* **TASK DETAILS**
Where a line of the data holds the word "else", copy that line.

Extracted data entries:
= = =
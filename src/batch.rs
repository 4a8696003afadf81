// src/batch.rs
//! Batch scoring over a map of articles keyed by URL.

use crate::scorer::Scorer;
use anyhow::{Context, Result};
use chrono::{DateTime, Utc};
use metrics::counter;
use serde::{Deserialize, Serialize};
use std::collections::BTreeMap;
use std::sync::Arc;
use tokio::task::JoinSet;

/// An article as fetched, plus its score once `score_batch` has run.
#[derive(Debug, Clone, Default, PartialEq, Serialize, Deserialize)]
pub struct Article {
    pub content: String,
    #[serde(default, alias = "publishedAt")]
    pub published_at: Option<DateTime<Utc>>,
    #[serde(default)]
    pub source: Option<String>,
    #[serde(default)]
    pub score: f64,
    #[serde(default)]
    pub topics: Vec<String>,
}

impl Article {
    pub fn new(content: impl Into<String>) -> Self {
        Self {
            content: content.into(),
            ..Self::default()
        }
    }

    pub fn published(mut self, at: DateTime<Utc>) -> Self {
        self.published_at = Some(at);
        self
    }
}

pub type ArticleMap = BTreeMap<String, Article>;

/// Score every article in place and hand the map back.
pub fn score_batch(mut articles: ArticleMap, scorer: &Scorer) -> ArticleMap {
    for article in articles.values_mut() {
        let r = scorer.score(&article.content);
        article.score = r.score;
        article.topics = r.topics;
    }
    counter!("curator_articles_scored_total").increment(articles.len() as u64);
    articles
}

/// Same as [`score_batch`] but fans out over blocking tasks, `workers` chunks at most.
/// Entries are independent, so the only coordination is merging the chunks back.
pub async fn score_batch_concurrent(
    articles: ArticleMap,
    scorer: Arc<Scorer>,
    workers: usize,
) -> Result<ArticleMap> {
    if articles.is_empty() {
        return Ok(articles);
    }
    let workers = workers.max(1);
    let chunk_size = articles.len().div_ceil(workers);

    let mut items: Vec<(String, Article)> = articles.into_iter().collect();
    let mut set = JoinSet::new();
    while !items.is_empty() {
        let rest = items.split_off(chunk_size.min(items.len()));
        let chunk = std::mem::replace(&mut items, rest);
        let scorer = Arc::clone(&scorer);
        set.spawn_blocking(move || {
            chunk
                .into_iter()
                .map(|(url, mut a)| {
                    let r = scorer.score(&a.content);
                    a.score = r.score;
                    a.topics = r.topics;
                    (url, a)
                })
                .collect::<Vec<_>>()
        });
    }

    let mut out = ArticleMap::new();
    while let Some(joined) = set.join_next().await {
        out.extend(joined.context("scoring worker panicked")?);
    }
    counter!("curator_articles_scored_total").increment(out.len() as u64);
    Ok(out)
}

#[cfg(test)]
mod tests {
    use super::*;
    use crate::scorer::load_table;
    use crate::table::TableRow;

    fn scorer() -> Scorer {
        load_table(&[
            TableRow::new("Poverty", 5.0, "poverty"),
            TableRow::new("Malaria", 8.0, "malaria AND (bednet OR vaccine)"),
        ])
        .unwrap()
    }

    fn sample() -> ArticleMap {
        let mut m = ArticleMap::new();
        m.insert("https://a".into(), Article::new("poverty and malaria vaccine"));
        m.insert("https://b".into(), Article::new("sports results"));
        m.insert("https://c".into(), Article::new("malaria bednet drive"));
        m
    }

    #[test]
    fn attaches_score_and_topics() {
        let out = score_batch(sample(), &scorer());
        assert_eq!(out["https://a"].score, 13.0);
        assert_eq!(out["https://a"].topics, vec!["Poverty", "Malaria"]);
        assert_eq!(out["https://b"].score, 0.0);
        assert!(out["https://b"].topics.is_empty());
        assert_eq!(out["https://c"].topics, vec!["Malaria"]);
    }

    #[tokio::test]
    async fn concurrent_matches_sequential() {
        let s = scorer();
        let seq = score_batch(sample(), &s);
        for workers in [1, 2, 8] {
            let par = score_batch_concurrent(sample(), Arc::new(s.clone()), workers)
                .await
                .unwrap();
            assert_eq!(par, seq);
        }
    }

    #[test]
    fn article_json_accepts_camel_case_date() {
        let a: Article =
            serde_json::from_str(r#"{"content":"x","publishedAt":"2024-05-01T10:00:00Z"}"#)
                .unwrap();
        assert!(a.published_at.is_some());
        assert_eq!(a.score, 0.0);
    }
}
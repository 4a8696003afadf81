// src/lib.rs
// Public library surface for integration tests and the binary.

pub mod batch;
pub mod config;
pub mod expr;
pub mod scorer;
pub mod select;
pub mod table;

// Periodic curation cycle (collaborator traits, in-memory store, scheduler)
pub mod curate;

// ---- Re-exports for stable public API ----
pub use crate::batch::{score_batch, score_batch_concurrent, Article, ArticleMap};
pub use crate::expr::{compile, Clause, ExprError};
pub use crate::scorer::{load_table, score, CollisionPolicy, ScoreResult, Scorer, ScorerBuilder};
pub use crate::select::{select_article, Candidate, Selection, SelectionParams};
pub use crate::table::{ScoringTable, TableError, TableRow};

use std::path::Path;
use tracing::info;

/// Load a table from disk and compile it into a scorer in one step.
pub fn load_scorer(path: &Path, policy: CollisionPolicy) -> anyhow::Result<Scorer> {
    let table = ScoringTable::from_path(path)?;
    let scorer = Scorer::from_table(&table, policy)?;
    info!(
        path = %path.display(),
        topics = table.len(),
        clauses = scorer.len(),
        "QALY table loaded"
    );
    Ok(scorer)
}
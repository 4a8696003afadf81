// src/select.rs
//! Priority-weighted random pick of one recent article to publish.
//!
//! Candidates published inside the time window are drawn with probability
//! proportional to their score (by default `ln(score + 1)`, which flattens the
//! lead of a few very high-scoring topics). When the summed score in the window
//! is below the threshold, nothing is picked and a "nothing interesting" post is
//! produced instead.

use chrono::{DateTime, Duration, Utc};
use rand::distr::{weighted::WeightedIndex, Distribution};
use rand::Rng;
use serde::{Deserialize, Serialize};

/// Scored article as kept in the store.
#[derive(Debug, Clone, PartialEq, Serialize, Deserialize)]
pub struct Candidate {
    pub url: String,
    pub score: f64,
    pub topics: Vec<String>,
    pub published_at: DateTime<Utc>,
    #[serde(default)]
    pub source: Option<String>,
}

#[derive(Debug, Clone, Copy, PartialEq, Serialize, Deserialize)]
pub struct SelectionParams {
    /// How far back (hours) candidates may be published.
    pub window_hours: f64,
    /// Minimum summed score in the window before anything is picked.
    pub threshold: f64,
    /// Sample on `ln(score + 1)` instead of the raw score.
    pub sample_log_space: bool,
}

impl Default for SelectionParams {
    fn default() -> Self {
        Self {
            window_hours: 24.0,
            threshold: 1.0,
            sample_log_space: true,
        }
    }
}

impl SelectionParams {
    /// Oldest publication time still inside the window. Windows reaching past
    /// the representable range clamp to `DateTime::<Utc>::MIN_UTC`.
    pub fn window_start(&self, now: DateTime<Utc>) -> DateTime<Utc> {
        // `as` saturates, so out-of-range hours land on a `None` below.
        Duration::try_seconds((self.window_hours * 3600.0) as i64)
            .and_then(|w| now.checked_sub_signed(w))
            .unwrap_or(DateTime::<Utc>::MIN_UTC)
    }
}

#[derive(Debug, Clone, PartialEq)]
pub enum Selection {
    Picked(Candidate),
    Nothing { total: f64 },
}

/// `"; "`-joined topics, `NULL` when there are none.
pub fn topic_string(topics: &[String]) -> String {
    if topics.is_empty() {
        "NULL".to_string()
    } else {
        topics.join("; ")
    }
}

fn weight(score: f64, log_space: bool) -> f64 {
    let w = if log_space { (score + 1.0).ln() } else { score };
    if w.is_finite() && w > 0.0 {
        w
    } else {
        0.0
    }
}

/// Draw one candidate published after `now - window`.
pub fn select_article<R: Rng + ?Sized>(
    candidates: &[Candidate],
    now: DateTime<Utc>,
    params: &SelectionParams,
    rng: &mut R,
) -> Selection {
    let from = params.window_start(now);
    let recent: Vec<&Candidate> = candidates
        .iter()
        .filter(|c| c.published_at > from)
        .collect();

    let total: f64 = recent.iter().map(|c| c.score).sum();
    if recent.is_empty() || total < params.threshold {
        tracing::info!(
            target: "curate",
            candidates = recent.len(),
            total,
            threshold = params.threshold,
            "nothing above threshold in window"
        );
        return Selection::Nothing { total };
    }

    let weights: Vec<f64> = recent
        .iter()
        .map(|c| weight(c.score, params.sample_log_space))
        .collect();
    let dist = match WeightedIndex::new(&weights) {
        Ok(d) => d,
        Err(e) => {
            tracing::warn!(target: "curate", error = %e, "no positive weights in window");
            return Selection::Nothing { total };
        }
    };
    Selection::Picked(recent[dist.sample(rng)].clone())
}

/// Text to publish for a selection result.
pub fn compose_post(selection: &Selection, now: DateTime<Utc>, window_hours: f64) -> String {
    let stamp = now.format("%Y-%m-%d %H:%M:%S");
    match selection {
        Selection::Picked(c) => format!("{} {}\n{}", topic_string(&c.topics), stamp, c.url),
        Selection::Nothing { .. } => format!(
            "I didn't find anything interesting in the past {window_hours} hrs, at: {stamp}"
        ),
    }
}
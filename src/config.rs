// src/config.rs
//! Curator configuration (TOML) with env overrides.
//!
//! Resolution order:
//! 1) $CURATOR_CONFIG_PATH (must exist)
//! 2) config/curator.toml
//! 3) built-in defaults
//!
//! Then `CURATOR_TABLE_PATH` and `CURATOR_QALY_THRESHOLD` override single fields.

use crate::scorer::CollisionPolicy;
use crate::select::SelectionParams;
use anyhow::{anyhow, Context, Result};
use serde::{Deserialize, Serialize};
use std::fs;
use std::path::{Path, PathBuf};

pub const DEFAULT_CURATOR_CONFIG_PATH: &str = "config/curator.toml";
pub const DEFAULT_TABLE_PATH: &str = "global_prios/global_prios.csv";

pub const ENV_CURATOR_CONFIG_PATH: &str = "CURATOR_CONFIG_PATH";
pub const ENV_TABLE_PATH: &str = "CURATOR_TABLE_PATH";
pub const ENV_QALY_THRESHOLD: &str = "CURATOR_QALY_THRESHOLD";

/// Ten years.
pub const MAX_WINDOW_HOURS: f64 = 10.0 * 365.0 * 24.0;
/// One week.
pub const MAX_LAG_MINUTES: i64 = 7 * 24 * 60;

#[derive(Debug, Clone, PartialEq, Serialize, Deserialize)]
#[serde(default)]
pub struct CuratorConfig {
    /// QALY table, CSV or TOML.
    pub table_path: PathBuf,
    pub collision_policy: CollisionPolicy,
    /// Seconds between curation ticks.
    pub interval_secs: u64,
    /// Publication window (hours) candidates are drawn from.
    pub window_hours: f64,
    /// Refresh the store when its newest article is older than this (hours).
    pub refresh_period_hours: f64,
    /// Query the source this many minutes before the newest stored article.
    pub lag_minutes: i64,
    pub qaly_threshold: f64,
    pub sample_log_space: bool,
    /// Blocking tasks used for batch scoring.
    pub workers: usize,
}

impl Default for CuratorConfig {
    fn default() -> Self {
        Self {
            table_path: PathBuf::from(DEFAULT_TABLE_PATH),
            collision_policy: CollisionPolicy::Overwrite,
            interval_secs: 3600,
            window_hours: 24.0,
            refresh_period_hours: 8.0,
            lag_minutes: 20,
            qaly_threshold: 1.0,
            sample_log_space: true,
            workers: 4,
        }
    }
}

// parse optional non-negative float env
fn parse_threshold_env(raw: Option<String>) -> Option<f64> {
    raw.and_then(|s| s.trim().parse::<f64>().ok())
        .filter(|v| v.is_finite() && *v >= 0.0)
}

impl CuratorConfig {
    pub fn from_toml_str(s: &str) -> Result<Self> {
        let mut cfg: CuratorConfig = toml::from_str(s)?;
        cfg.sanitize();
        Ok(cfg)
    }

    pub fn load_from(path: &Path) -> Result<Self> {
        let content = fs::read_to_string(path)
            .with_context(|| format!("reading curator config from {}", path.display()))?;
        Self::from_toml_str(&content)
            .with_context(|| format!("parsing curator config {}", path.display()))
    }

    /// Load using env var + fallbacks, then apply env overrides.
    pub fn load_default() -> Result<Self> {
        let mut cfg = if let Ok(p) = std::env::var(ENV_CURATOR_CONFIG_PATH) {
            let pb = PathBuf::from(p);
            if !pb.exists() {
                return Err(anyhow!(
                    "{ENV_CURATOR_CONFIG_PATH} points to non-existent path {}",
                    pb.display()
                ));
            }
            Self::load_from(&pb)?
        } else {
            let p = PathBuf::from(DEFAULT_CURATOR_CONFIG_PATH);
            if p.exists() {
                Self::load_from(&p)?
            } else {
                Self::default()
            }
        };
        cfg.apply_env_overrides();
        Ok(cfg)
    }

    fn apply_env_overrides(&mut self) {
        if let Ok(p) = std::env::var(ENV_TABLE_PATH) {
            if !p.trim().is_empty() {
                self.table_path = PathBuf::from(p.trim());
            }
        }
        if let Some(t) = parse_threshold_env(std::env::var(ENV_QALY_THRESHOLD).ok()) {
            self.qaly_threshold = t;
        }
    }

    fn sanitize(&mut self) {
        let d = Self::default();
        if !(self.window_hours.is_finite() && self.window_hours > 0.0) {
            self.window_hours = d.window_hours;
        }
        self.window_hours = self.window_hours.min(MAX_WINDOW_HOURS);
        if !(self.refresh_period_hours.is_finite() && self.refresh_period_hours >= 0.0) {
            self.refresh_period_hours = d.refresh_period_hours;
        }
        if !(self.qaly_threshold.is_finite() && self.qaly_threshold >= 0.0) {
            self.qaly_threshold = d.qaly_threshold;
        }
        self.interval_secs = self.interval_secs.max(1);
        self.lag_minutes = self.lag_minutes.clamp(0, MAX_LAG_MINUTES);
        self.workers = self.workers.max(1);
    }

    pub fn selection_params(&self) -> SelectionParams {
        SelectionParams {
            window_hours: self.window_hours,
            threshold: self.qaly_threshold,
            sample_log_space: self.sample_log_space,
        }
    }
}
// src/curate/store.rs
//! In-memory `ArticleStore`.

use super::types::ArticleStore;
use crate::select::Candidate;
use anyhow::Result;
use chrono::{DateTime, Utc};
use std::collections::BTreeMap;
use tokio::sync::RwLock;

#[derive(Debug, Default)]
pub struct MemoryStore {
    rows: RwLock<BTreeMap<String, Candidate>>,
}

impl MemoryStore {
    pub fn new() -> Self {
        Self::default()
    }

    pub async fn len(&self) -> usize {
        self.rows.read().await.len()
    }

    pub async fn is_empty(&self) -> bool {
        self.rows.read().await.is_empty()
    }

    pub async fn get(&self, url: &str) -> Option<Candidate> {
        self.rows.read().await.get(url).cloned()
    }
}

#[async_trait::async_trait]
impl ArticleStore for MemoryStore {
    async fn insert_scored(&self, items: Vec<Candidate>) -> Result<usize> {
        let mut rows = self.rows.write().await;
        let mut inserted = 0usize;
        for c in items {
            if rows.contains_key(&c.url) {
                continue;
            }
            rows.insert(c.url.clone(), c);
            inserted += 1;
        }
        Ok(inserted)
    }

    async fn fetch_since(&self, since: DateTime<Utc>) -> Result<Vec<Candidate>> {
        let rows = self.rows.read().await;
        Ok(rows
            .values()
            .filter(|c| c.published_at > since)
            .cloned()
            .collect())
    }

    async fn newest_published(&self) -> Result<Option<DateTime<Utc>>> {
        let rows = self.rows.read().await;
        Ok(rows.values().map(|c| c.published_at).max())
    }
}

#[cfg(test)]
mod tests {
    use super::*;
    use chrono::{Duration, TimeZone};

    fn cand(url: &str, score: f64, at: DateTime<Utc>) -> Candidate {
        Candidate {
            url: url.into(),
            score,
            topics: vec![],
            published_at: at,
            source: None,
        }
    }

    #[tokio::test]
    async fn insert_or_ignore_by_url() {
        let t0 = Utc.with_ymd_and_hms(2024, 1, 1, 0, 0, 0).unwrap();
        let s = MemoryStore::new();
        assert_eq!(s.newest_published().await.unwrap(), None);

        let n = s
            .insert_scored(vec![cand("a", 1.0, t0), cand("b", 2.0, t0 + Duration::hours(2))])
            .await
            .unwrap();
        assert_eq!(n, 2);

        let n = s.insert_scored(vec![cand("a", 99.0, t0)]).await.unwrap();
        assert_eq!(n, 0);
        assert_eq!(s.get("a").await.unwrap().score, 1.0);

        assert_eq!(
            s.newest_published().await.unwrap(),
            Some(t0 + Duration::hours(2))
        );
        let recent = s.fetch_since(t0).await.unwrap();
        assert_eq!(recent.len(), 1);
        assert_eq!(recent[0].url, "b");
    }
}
= = =
* **WORKED SOLUTION**
    } else {
    let w = if log_space { (score + 1.0).ln() } else { score };
    } else {
        } else {
            } else {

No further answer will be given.